Il numero uno del mondo Carlos Alcaraz potrebbe non prendere bene la possibile scelta di Jannik Sinner per il futuro. Tutti i dettagli su questa vicenda.
Gli Australian Open 2026, nonostante l’uscita di scena di Jannik Sinner in semifinale per opera dell’eterno Novak Djokovic, hanno dimostrato per l’ennesima volta che Carlos Alcaraz e il nostro tennista rappresentano il tennis attuale ai massimi livelli e lo faranno – con molta probabilità – almeno per i prossimi dieci anni.
Alcaraz ha disputato, senza ombra di dubbio, i suoi migliori Australian Open della carriera, dal momento che non era mai andato oltre i quarti di finale nelle edizioni precedenti. Jannik Sinner, invece, dopo i due titoli consecutivi del 2024 e del 2025, ha dovuto cedere lo scettro.
I tanti appassionati e addetti ai lavori hanno sicuramente notato un cambiamento nel gioco del tennista altoatesino rispetto al passato. I numeri al servizio del nostro atleta sono stati sbalorditivi per tutta la durata del torneo, con anche il record di ace in carriera (26) in un singolo match proprio nella sconfitta patita da Djokovic.
Contro il serbo, però, a Jannik Sinner è mancata la cattiveria giusta nei momenti chiave. Solo 2 palle break sfruttate su 18 – e 0 su 8 nel quinto e decisivo set – sono dati abbastanza eloquenti in tal senso. Inoltre, si è notato un altro aspetto che dovrà assolutamente essere rivisto da Sinner a partire dai prossimi tornei. E se in futuro si arrivasse a una svolta inaspettata? E indirettamente sarebbe coinvolto anche Carlos Alcaraz. Ecco il perché.
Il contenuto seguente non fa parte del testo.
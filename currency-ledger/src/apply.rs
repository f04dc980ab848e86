//! The commit-apply loop
//!
//! One task per node consumes the commit feed in the order the consensus
//! engine agreed on and applies each entry to the local balance table.
//! Validation here runs identically on every replica: it is purely a
//! function of the entry and of prior, already-agreed state, which is what
//! keeps independently running nodes in lockstep.
//!
//! Invalid entries are dropped silently with respect to the proposer: no
//! rejection flows back through the commit path. Decode failures and
//! snapshot failures are not business errors; they indicate a protocol
//! mismatch and terminate the loop.

use crate::consensus::{Commit, CommitReceiver, ErrorReceiver};
use crate::ledger::Ledger;
use crate::metrics::drop_reason;
use crate::transaction::Transaction;
use crate::Result;
use std::sync::Arc;
use tokio::task::JoinHandle;

/// Replica lifecycle
#[derive(Debug, Clone, Copy, PartialEq, Eq)]
pub enum ReplicaState {
    /// Constructed, apply loop not yet running
    Bootstrapping,

    /// Consuming the replayed prefix of the log
    Replaying,

    /// Caught up; consuming fresh commits
    Live,

    /// Commit feed closed and error feed drained without error; terminal
    Closed,
}

/// Consume the commit feed until it closes, then drain the error feed.
///
/// Returns `Err` on the fatal class only: malformed commit entry,
/// malformed or unloadable snapshot, or a value on the error feed. Drops
/// of invalid transactions are not errors.
pub async fn run(
    ledger: Arc<Ledger>,
    mut commits: CommitReceiver,
    mut errors: ErrorReceiver,
) -> Result<()> {
    ledger.set_state(ReplicaState::Replaying);

    while let Some(commit) = commits.recv().await {
        match commit {
            Commit::Boundary => {
                ledger.reload_snapshot()?;
                if ledger.state() == ReplicaState::Replaying {
                    tracing::info!("replay complete, ledger is live");
                    ledger.set_state(ReplicaState::Live);
                }
            }
            Commit::Entry(bytes) => apply_entry(&ledger, &bytes)?,
        }
    }

    // commit feed closed: anything on the error feed is fatal
    if let Some(err) = errors.recv().await {
        tracing::error!(error = %err, "consensus engine reported a terminal error");
        return Err(err);
    }

    ledger.set_state(ReplicaState::Closed);
    Ok(())
}

/// Spawn the apply loop on the current runtime
pub fn spawn(
    ledger: Arc<Ledger>,
    commits: CommitReceiver,
    errors: ErrorReceiver,
) -> JoinHandle<Result<()>> {
    tokio::spawn(run(ledger, commits, errors))
}

fn apply_entry(ledger: &Ledger, bytes: &[u8]) -> Result<()> {
    // decode failure is a log/application protocol mismatch, not a
    // business error
    let tx = Transaction::from_bytes(bytes)?;

    if tx.currency.is_empty() {
        tracing::warn!("dropping transaction with invalid currency");
        ledger.metrics().record_drop(drop_reason::CURRENCY);
        return Ok(());
    }

    if !tx.create {
        if !tx.is_verified() {
            tracing::warn!("dropping transaction with bad signature");
            ledger.metrics().record_drop(drop_reason::SIGNATURE);
            return Ok(());
        }

        // verified implies a source is present
        let Some(src) = tx.src else {
            ledger.metrics().record_drop(drop_reason::SIGNATURE);
            return Ok(());
        };

        if let Err(e) = ledger.check_balance(&src, &tx.currency, tx.amount) {
            tracing::warn!(error = %e, "dropping transaction with bad balance");
            ledger.metrics().record_drop(drop_reason::BALANCE);
            return Ok(());
        }
    }

    ledger.apply(&tx);
    notify_watched(ledger, &tx);

    Ok(())
}

/// Observational side effect only: report activity on identities this node
/// was configured to watch. Never affects state.
fn notify_watched(ledger: &Ledger, tx: &Transaction) {
    if let Some(src) = tx.src {
        if ledger.is_watched(&src) {
            tracing::info!(
                amount = %tx.amount,
                currency = %tx.currency,
                dest = %tx.dest.short(),
                "transfer sent from watched account"
            );
        }
    }

    if ledger.is_watched(&tx.dest) {
        if tx.create {
            tracing::info!(
                amount = %tx.amount,
                currency = %tx.currency,
                "currency created in watched account"
            );
        } else {
            tracing::info!(
                amount = %tx.amount,
                currency = %tx.currency,
                "transfer received in watched account"
            );
        }
    }
}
Sinner out in semifinale agli AO: il cambiamento futuro con Alcaraz indiretto protagonista
Dal giugno del 2022 a guidare Jannik Sinner c’è il coach australiano Darren Cahill. Sotto la sua guida – e quella di Simone Vagnozzi – Sinner è diventato quello che è oggi. Cahill ha scelto – nonostante l’idea iniziale di lasciare il mondo attivo del tennis a fine 2025 – di proseguire il suo rapporto professionale con Jannik Sinner anche per tutto il 2026. Ma cosa succederà in futuro? Davvero Jannik Sinner starebbe pensando all’ex coach di Carlos Alcaraz – Juan Carlos Ferrero?

Jannik Sinner e la possibile scelta per il futuro – www.sport.leonardo.it (Instagram Jannik Sinner)
A Jannik Sinner, nei momenti chiave contro Djokovic, è mancato un po’ di estro e di capacità di apportare delle variazioni al suo gioco. Il numero due del mondo è, senza ombra di dubbio, un top assoluto, ma per migliorare ancora di più potrebbe essere necessaria una svolta dal 2027.
Con il quasi certo addio di Darren Cahill come super coach, ecco che il nome di Juan Carlos Ferrero – ex coach di Alcaraz – potrebbe seriamente essere preso in considerazione dal tennista altoatesino. E le parole recenti del coach spagnolo: “Non si sa mai. A Sinner non direi di no“, non farebbero altro che avvalorare questa incredibile ipotesi.